令和7年度 税制改正(案)のポイント
自民党・公明党が昨年12月に公表した令和7年度与党税制改正大綱では、基礎控除や給与所得控除の引上げ、防衛特別法人税の創設といった項目が盛り込まれています。
【表1】に、主な改正項目のタイムスケジュールを示します。この表は、令和7年度与党税制改正大網で取り上げられた項目と、前年以前の改正項目で適用時期が今年以降のものを掲載しています。
1⃣ 基礎控除・給与所得控除
令和7年度税制改正の最大の焦点であった「年収103万円の壁」に対応する措置として、与党税制改正大網では、基礎控除については合計所得金額が2350万円以下の人について控除額を10万円引き上げ58万円に、給与所得控除の最低保障額については55万円から65万円に引き上げる旨が明記されています。
基礎控除や給与所得控除の引上げは、令和7年分以後の所得税について適用されます。
2⃣ 配偶者・扶養親族
居住者が、年齢19歳以上23歳未満の同一生計親族で控除対象扶養親族に該当しないものを有する場合には、その居住者のその年分の総所得金額等から【表2】で示す控除額を控除する制度が創設される予定です。ただし、その親族等がその居住者の配偶者及び青色事業専従者等であるものを除き、合計所得金額が123万円以下であるものに限られます。この制度を特定親族特別控除(仮称)といいます。

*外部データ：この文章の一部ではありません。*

//! Transfer scheduler - fixed worker pool for file transfers
//!
//! The walker submits one [`TransferTask`] per file and keeps going; a fixed
//! set of worker tasks drains the shared queue and streams each file from
//! the source into the destination.
//!
//! ## Flow
//!
//! ```text
//! TreeWalker ──submit──→ mpsc queue ──→ worker 1..N ──→ DestinationStore
//!      │                                    │
//!      └── TransferHandle ←── oneshot ──────┘
//! ```
//!
//! Each worker builds its own destination client from the shared connector
//! the first time it picks up a task and keeps it until the pool shuts down.
//! A failed transfer is logged with its source path and reported through its
//! handle; it never stops the worker or any other transfer. A transfer that
//! panics is caught and reported as failed at [`TransferStage::Aborted`],
//! and the worker moves on to the next task with a fresh client.

use std::any::Any;
use std::panic::AssertUnwindSafe;
use std::sync::atomic::{AtomicU64, Ordering};
use std::sync::Arc;

use futures_util::FutureExt;
use serde::Serialize;
use tokio::sync::oneshot::error::TryRecvError;
use tokio::sync::{mpsc, oneshot, Mutex, OwnedSemaphorePermit, Semaphore};
use tokio::task::JoinHandle;
use tracing::{debug, error, info, warn};

use cloudmirror_core::domain::{TransferError, TransferStage};
use cloudmirror_core::ports::{DestinationConnector, DestinationStore, SourceLister, UploadRequest};
use cloudmirror_core::stream::SizedStream;

// ============================================================================
// Tasks and results
// ============================================================================

/// One file to copy from the source into a destination folder
#[derive(Debug, Clone, PartialEq, Eq)]
pub struct TransferTask {
    /// Source item id, opened lazily by the worker
    pub source_id: String,
    /// Source path, used in log lines
    pub source_path: String,
    /// Destination folder receiving the file
    pub parent_id: String,
    /// Conflict-resolved name to create the file under
    pub target_name: String,
    /// Declared size in bytes
    pub size: u64,
    pub content_type: String,
}

impl TransferTask {
    fn upload_request(&self) -> UploadRequest {
        UploadRequest {
            name: self.target_name.clone(),
            parent_id: self.parent_id.clone(),
            content_type: self.content_type.clone(),
            size: self.size,
        }
    }

    fn failure(&self, stage: TransferStage, source: anyhow::Error) -> TransferError {
        TransferError {
            path: self.source_path.clone(),
            target_name: self.target_name.clone(),
            stage,
            source,
        }
    }
}

/// A completed transfer
#[derive(Debug, Clone, PartialEq, Eq)]
pub struct TransferOutcome {
    /// Id of the created destination file
    pub file_id: String,
    pub bytes: u64,
}

pub type TransferResult = Result<TransferOutcome, TransferError>;

/// Completion handle for one submitted transfer
#[derive(Debug)]
pub struct TransferHandle {
    path: String,
    target_name: String,
    reply: oneshot::Receiver<TransferResult>,
}

impl TransferHandle {
    /// Source path of the file being transferred
    pub fn path(&self) -> &str {
        &self.path
    }

    /// Waits for the transfer to settle
    ///
    /// If the pool went away without reporting, the transfer counts as
    /// failed at [`TransferStage::Aborted`].
    pub async fn wait(self) -> TransferResult {
        match self.reply.await {
            Ok(result) => result,
            Err(_) => Err(TransferError {
                path: self.path,
                target_name: self.target_name,
                stage: TransferStage::Aborted,
                source: anyhow::anyhow!("transfer worker exited before reporting a result"),
            }),
        }
    }
}

// ============================================================================
// Pending transfers
// ============================================================================

/// Smallest number of held handles that triggers a prune
const MIN_PRUNE_AT: usize = 64;

/// Handles of submitted transfers that have not been seen to settle
///
/// Settled handles are pruned as new ones arrive, so the set grows with the
/// number of unsettled transfers rather than with the size of the tree.
/// A handle whose worker vanished without reporting counts as lost.
#[derive(Debug, Default)]
pub struct PendingTransfers {
    handles: Vec<TransferHandle>,
    prune_at: usize,
    lost: u64,
}

impl PendingTransfers {
    pub fn new() -> Self {
        Self::default()
    }

    pub fn push(&mut self, handle: TransferHandle) {
        self.handles.push(handle);
        if self.handles.len() >= self.prune_at {
            self.prune();
            self.prune_at = (self.handles.len() * 2).max(MIN_PRUNE_AT);
        }
    }

    /// Handles still held
    pub fn len(&self) -> usize {
        self.handles.len()
    }

    pub fn is_empty(&self) -> bool {
        self.handles.is_empty()
    }

    /// Lost results seen so far
    pub fn lost(&self) -> u64 {
        self.lost
    }

    fn prune(&mut self) {
        let mut lost = 0;
        self.handles.retain_mut(|handle| match handle.reply.try_recv() {
            Ok(_) => false,
            Err(TryRecvError::Empty) => true,
            Err(TryRecvError::Closed) => {
                error!(path = %handle.path, target = %handle.target_name, "Transfer result lost");
                lost += 1;
                false
            }
        });
        self.lost += lost;
    }

    /// Waits for every held transfer and returns the total number of lost
    /// results
    ///
    /// Workers log and count their own outcomes; only lost results are
    /// reported here.
    pub async fn settle(self) -> u64 {
        let mut lost = self.lost;
        for handle in self.handles {
            if handle.reply.await.is_err() {
                error!(path = %handle.path, target = %handle.target_name, "Transfer result lost");
                lost += 1;
            }
        }
        lost
    }
}

// ============================================================================
// Statistics
// ============================================================================

/// Snapshot of the pool's counters
#[derive(Debug, Clone, Copy, Default, PartialEq, Eq, Serialize)]
pub struct TransferStats {
    pub submitted: u64,
    pub uploaded: u64,
    pub failed: u64,
    pub bytes_uploaded: u64,
}

impl TransferStats {
    /// Transfers submitted but not yet settled
    pub fn pending(&self) -> u64 {
        self.submitted
            .saturating_sub(self.uploaded)
            .saturating_sub(self.failed)
    }
}

#[derive(Debug, Default)]
struct Counters {
    submitted: AtomicU64,
    uploaded: AtomicU64,
    failed: AtomicU64,
    bytes_uploaded: AtomicU64,
}

impl Counters {
    fn snapshot(&self) -> TransferStats {
        TransferStats {
            submitted: self.submitted.load(Ordering::Acquire),
            uploaded: self.uploaded.load(Ordering::Acquire),
            failed: self.failed.load(Ordering::Acquire),
            bytes_uploaded: self.bytes_uploaded.load(Ordering::Acquire),
        }
    }
}

// ============================================================================
// TransferScheduler
// ============================================================================

struct QueuedTransfer {
    task: TransferTask,
    reply: oneshot::Sender<TransferResult>,
    /// Slot held until the transfer settles, when outstanding work is capped
    _slot: Option<OwnedSemaphorePermit>,
}

type SharedQueue = Arc<Mutex<mpsc::UnboundedReceiver<QueuedTransfer>>>;

/// Fixed-size pool executing file transfers concurrently
pub struct TransferScheduler {
    sender: mpsc::UnboundedSender<QueuedTransfer>,
    workers: Vec<JoinHandle<()>>,
    slots: Option<Arc<Semaphore>>,
    counters: Arc<Counters>,
}

impl TransferScheduler {
    /// Starts `workers` transfer workers
    ///
    /// # Arguments
    /// * `source` - opens file content at transfer time
    /// * `connector` - builds one destination client per worker
    /// * `workers` - pool size; at least one worker is always started
    /// * `max_outstanding` - when set, at most this many transfers are queued
    ///   or running and [`submit`](Self::submit) waits for a free slot
    pub fn new(
        source: Arc<dyn SourceLister>,
        connector: Arc<dyn DestinationConnector>,
        workers: usize,
        max_outstanding: Option<usize>,
    ) -> Self {
        let workers = workers.max(1);
        let (sender, receiver) = mpsc::unbounded_channel();
        let queue: SharedQueue = Arc::new(Mutex::new(receiver));
        let counters = Arc::new(Counters::default());

        info!(
            workers,
            max_outstanding = ?max_outstanding,
            "Starting transfer workers"
        );

        let handles = (0..workers)
            .map(|worker_id| {
                tokio::spawn(worker_loop(
                    worker_id,
                    Arc::clone(&queue),
                    Arc::clone(&source),
                    Arc::clone(&connector),
                    Arc::clone(&counters),
                ))
            })
            .collect();

        Self {
            sender,
            workers: handles,
            slots: max_outstanding.map(|max| Arc::new(Semaphore::new(max.max(1)))),
            counters,
        }
    }

    /// Queues a transfer and returns its completion handle
    ///
    /// Returns immediately unless outstanding work is capped and every slot
    /// is taken, in which case it waits for a running transfer to settle.
    pub async fn submit(&self, task: TransferTask) -> TransferHandle {
        let slot = match &self.slots {
            Some(slots) => Arc::clone(slots).acquire_owned().await.ok(),
            None => None,
        };

        let (reply, receiver) = oneshot::channel();
        let handle = TransferHandle {
            path: task.source_path.clone(),
            target_name: task.target_name.clone(),
            reply: receiver,
        };

        debug!(
            path = %task.source_path,
            target = %task.target_name,
            size = task.size,
            "Queueing transfer"
        );
        self.counters.submitted.fetch_add(1, Ordering::AcqRel);

        if let Err(rejected) = self.sender.send(QueuedTransfer {
            task,
            reply,
            _slot: slot,
        }) {
            let QueuedTransfer { task, reply, .. } = rejected.0;
            self.counters.failed.fetch_add(1, Ordering::AcqRel);
            error!(
                path = %task.source_path,
                "Transfer pool is gone; transfer not queued"
            );
            let _ = reply.send(Err(task.failure(
                TransferStage::Aborted,
                anyhow::anyhow!("transfer pool is gone"),
            )));
        }

        handle
    }

    /// Current counters
    pub fn stats(&self) -> TransferStats {
        self.counters.snapshot()
    }

    /// Closes the queue and waits for every worker to exit
    ///
    /// Transfers already queued are still executed before the workers stop.
    pub async fn shutdown(self) -> TransferStats {
        let Self {
            sender,
            workers,
            counters,
            ..
        } = self;
        drop(sender);

        for worker in workers {
            if let Err(e) = worker.await {
                error!(error = %e, "Transfer worker terminated abnormally");
            }
        }

        let stats = counters.snapshot();
        info!(
            uploaded = stats.uploaded,
            failed = stats.failed,
            bytes = stats.bytes_uploaded,
            "Transfer workers stopped"
        );
        stats
    }
}

async fn worker_loop(
    worker_id: usize,
    queue: SharedQueue,
    source: Arc<dyn SourceLister>,
    connector: Arc<dyn DestinationConnector>,
    counters: Arc<Counters>,
) {
    // Built on first use, owned by this worker only.
    let mut client: Option<Box<dyn DestinationStore>> = None;

    loop {
        let next = queue.lock().await.recv().await;
        let Some(job) = next else {
            break;
        };
        let QueuedTransfer { task, reply, _slot } = job;

        let caught = AssertUnwindSafe(execute(
            &task,
            &mut client,
            source.as_ref(),
            connector.as_ref(),
        ))
        .catch_unwind()
        .await;
        let result = match caught {
            Ok(result) => result,
            Err(payload) => {
                // The client may have been mid-request.
                client = None;
                Err(task.failure(
                    TransferStage::Aborted,
                    anyhow::anyhow!("transfer panicked: {}", panic_message(payload.as_ref())),
                ))
            }
        };

        match &result {
            Ok(outcome) => {
                counters.uploaded.fetch_add(1, Ordering::AcqRel);
                counters
                    .bytes_uploaded
                    .fetch_add(outcome.bytes, Ordering::AcqRel);
                info!(
                    worker_id,
                    path = %task.source_path,
                    target = %task.target_name,
                    bytes = outcome.bytes,
                    file_id = %outcome.file_id,
                    "Uploaded file"
                );
            }
            Err(e) => {
                counters.failed.fetch_add(1, Ordering::AcqRel);
                error!(
                    worker_id,
                    path = %e.path,
                    target = %e.target_name,
                    stage = %e.stage,
                    error = %format!("{:#}", e.source),
                    "File transfer failed"
                );
            }
        }

        if reply.send(result).is_err() {
            warn!(path = %task.source_path, "Transfer result dropped; nobody is waiting");
        }
    }

    debug!(worker_id, "Transfer worker exiting");
}

fn panic_message(payload: &(dyn Any + Send)) -> &str {
    payload
        .downcast_ref::<&str>()
        .copied()
        .or_else(|| payload.downcast_ref::<String>().map(String::as_str))
        .unwrap_or("non-string panic payload")
}

async fn execute(
    task: &TransferTask,
    client: &mut Option<Box<dyn DestinationStore>>,
    source: &dyn SourceLister,
    connector: &dyn DestinationConnector,
) -> TransferResult {
    if client.is_none() {
        let built = connector
            .connect()
            .map_err(|e| task.failure(TransferStage::Connect, e))?;
        *client = Some(built);
    }
    let store = client.as_deref().ok_or_else(|| {
        task.failure(
            TransferStage::Connect,
            anyhow::anyhow!("destination client unavailable"),
        )
    })?;

    let stream = source
        .open_content(&task.source_id)
        .await
        .map_err(|e| task.failure(TransferStage::Open, e))?;
    let content = SizedStream::new(stream, task.size);

    let file_id = store
        .create_file_streaming(task.upload_request(), content)
        .await
        .map_err(|e| task.failure(TransferStage::Upload, e))?;

    Ok(TransferOutcome {
        file_id,
        bytes: task.size,
    })
}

また、基礎控除や給与所得控除の見直しと特定親族特別控除の創設に伴い、同一生計配偶者及び扶養親族の合計所得金額要件や、ひとり親の生計を一にする子の総所得金額等の合計額の要件が、48万円以下から58万円以下に引き上げられるなどの措置が講じられます。
3⃣ 生命保険料控除
居住者が年齢23歳未満の扶養親族を有する場合には、令和8年分における新生命保険料に係る一般生命保険料控除の控除額は、【表3】の計算式により計算した金額になります。旧生命保険料と前記の適用がある新生命保険料を支払った場合には、一般生命保険料控除の適用限度額は6万円になります。ただし、一般生命保険料控除、介護医療保険料控除及び個人年金保険料控除の合計適用限度額は、12万円のままです。
4⃣ 法人税・防衛特別法人税
所得の金額が年800万円以下の部分について税率が15%に軽減される中小企業者等の法人税の軽減税率の特例について、適用期限が2年延長されます。ただし、所得の金額が年10億円を超える事業年度については、税率が15%ではなく17%に引き上げられます。令和7年4月1日以後に開始する各事業年度から適用されます。

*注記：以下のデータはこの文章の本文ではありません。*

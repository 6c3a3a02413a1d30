//! Stream size adapter
//!
//! Upload helpers discover a payload's length by seeking to the end of the
//! stream and back. A network download cannot seek, so [`SizedStream`]
//! answers that probe from a size declared up front and otherwise just
//! forwards reads.
//!
//! Only the probe pattern is honored:
//! - `SeekFrom::End(0)` reports the declared size
//! - `SeekFrom::Start(0)` before any byte was read reports `0`
//! - anything else reports the current position and moves nothing
//!
//! Uploads read strictly forward, so the unsupported seeks never change
//! which bytes are sent.

use std::io::{self, SeekFrom};
use std::pin::Pin;
use std::task::{ready, Context, Poll};

use tokio::io::{AsyncRead, AsyncSeek, ReadBuf};

/// Forward-only reader that reports a precomputed length when probed
#[derive(Debug)]
pub struct SizedStream<R> {
    inner: R,
    size: u64,
    position: u64,
    pending_seek: Option<u64>,
}

impl<R> SizedStream<R> {
    /// Wraps `inner`, declaring its total length as `size` bytes
    pub fn new(inner: R, size: u64) -> Self {
        Self {
            inner,
            size,
            position: 0,
            pending_seek: None,
        }
    }

    /// Declared total length in bytes
    pub fn size(&self) -> u64 {
        self.size
    }

    /// Bytes read so far
    pub fn position(&self) -> u64 {
        self.position
    }

    /// Always true; callers must not fall back to buffering the whole body
    pub fn is_seekable(&self) -> bool {
        true
    }

    /// Answers a seek request without touching the underlying reader
    pub fn reported_seek(&self, target: SeekFrom) -> u64 {
        match target {
            SeekFrom::End(0) => self.size,
            SeekFrom::Start(0) if self.position == 0 => 0,
            _ => self.position,
        }
    }
}

impl<R: AsyncRead + Unpin> AsyncRead for SizedStream<R> {
    fn poll_read(
        self: Pin<&mut Self>,
        cx: &mut Context<'_>,
        buf: &mut ReadBuf<'_>,
    ) -> Poll<io::Result<()>> {
        let this = self.get_mut();
        let before = buf.filled().len();
        ready!(Pin::new(&mut this.inner).poll_read(cx, buf))?;
        this.position += (buf.filled().len() - before) as u64;
        Poll::Ready(Ok(()))
    }
}

impl<R: Unpin> AsyncSeek for SizedStream<R> {
    fn start_seek(self: Pin<&mut Self>, target: SeekFrom) -> io::Result<()> {
        let this = self.get_mut();
        this.pending_seek = Some(this.reported_seek(target));
        Ok(())
    }

    fn poll_complete(self: Pin<&mut Self>, _cx: &mut Context<'_>) -> Poll<io::Result<u64>> {
        let this = self.get_mut();
        let reported = this.pending_seek.take().unwrap_or(this.position);
        Poll::Ready(Ok(reported))
    }
}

また、各事業年度の所得に対する法人税を課される法人に防衛特別法人税(仮称)が課税される制度が創設されます。防衛特別法人税の額は、課税標準となる法人税額から基礎控除額(年500万円)を控除した額に4%の税率を乗じた金額です。
5⃣ 中小企業経営強化税制
中小企業者等が特定経営力向上設備等を取得した場合の特別償却又は税額控除制度について、適用期限が2年延長されます。ただし、特定経済力向上設備等に、その投資計画における年平均投資利益率が7%以上となることが見込まれるものであることなどの要件が追加されます。
6⃣ 輸出物品販売場制度
輸出物品販売場を経営する事業者が、免税購入対象者に対して免税対象物品を譲渡した場合に、その免税購入対象者が購入日から90日以内に出港地の税関長の確認を受けたときは、その確認した旨の情報を、輸出物品販売場を経営する事業者が保存することを要件に、免税対象物品の譲渡について、消費税が免除されます。この改正により、実務上は消費税相当額を含めた価格で販売し、出国時に持ち出しが確認された場合に輸出物品販売場を経営する事業者から免税購入対象者に対し消費税相当額を返金する「リファンド方式」になります。
7⃣ その他
(1) 個人型確定搬出年金について、年齢60歳以上70歳未満のうち一定の人について制度の対象とすることや、搬出限度額が引き上げられるなどの措置が講じられます。
(2) 直系尊属から結婚・子育て資金の一括贈与を受けた場合の贈与税の非課税措置が2年延長されます。
(3) 法人版事業承継税制の特例措置における役員就任要件や、個人版事業承継税制における事業従事要件が緩和されます。
(4) 企業版ふるさと納税について、関係法令が改正され、一定の措置が講じられることを前提に、適用期限が3年間延長されます。
(5) 法人が、再資源化事業等高度化設備の取得等をした場合の特別償却制度が創設されます。